Given data START

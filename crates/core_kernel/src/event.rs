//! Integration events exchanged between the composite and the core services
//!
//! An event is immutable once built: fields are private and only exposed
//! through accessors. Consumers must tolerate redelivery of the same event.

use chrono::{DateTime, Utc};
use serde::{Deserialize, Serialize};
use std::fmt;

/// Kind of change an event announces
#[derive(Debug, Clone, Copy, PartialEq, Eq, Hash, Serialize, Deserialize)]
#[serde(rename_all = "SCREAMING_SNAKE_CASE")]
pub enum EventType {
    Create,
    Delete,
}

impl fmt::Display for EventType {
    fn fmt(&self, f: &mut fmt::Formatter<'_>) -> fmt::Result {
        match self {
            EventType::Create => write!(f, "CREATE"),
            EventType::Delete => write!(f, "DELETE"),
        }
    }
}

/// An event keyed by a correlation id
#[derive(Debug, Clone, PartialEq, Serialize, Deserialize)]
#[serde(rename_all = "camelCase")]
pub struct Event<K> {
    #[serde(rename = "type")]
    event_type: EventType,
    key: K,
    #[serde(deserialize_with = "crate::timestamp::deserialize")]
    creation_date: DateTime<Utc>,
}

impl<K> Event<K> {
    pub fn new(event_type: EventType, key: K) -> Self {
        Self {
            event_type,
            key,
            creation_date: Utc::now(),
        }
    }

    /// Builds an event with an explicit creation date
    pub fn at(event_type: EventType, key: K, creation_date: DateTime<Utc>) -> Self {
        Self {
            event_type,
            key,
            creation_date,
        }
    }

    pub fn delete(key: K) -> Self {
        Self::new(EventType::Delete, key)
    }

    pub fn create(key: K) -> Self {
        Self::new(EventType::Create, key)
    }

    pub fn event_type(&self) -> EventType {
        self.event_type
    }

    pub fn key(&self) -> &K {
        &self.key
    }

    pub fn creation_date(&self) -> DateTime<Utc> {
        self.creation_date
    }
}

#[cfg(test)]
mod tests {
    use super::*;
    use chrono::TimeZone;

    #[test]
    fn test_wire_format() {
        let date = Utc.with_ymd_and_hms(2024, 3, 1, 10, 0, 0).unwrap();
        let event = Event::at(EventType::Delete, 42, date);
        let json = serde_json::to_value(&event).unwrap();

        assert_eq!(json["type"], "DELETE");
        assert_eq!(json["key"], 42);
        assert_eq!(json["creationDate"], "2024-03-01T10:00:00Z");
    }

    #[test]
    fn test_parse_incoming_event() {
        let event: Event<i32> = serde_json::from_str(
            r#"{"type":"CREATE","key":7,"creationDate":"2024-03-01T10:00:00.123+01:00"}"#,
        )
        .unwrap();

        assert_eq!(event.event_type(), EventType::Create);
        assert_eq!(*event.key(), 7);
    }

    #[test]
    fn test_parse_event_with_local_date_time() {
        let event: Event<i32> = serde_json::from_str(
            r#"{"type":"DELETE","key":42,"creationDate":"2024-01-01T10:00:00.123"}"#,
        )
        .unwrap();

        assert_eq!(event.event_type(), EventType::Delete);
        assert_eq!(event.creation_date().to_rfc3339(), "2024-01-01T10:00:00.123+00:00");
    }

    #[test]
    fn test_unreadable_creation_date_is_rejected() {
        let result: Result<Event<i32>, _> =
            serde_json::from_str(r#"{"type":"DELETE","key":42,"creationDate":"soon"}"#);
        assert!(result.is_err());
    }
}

Given data END
Given data START

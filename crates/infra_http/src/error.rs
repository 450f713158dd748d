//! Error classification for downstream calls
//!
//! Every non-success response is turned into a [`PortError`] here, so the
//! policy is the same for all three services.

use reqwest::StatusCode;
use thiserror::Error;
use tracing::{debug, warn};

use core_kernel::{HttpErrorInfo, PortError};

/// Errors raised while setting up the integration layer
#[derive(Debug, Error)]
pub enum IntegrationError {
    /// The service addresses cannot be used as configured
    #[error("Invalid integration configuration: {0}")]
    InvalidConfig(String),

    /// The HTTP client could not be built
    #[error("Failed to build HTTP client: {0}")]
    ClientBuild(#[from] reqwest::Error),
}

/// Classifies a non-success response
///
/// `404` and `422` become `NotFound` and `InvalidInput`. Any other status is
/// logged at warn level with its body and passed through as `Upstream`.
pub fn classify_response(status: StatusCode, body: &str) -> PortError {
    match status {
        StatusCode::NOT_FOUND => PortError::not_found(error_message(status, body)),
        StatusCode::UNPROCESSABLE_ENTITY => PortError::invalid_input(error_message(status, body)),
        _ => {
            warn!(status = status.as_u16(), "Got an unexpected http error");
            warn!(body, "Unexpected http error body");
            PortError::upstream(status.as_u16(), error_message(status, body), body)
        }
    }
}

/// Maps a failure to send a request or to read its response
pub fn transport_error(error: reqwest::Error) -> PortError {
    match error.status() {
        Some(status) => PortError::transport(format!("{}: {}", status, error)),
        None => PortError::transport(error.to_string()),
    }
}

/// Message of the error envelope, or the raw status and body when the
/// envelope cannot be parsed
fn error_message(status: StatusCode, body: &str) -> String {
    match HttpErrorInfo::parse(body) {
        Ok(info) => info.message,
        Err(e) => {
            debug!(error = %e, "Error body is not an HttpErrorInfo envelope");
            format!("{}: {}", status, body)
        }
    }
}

Given data END
Given data START

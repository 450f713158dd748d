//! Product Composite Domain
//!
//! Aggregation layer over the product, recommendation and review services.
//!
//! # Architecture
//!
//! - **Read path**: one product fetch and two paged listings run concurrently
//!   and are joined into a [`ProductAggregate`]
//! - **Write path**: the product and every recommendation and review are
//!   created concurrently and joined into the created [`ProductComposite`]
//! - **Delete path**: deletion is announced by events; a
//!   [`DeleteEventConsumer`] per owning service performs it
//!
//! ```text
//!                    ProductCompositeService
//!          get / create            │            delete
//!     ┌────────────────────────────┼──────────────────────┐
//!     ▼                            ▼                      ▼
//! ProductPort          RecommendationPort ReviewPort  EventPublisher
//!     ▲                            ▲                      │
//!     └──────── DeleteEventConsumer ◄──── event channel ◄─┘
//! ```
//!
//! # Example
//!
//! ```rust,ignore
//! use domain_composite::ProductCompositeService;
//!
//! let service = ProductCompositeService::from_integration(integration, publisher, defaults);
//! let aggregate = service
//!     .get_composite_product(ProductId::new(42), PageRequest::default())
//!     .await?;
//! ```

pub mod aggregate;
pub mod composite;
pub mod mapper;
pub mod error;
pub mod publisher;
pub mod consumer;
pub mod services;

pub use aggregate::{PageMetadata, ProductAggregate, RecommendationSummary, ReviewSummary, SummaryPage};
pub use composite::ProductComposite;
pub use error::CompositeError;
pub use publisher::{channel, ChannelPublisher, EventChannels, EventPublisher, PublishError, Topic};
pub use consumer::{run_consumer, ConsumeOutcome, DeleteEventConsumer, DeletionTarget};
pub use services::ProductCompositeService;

Given data END

Reproduce, character for character, only the lines of the preceding data that start at the line with "pub use error::CompositeError;" and end at the line with "pub use services::ProductCompositeService;", both included.

pub use error::CompositeError;
pub use publisher::{channel, ChannelPublisher, EventChannels, EventPublisher, PublishError, Topic};
pub use consumer::{run_consumer, ConsumeOutcome, DeleteEventConsumer, DeletionTarget};
pub use services::ProductCompositeService;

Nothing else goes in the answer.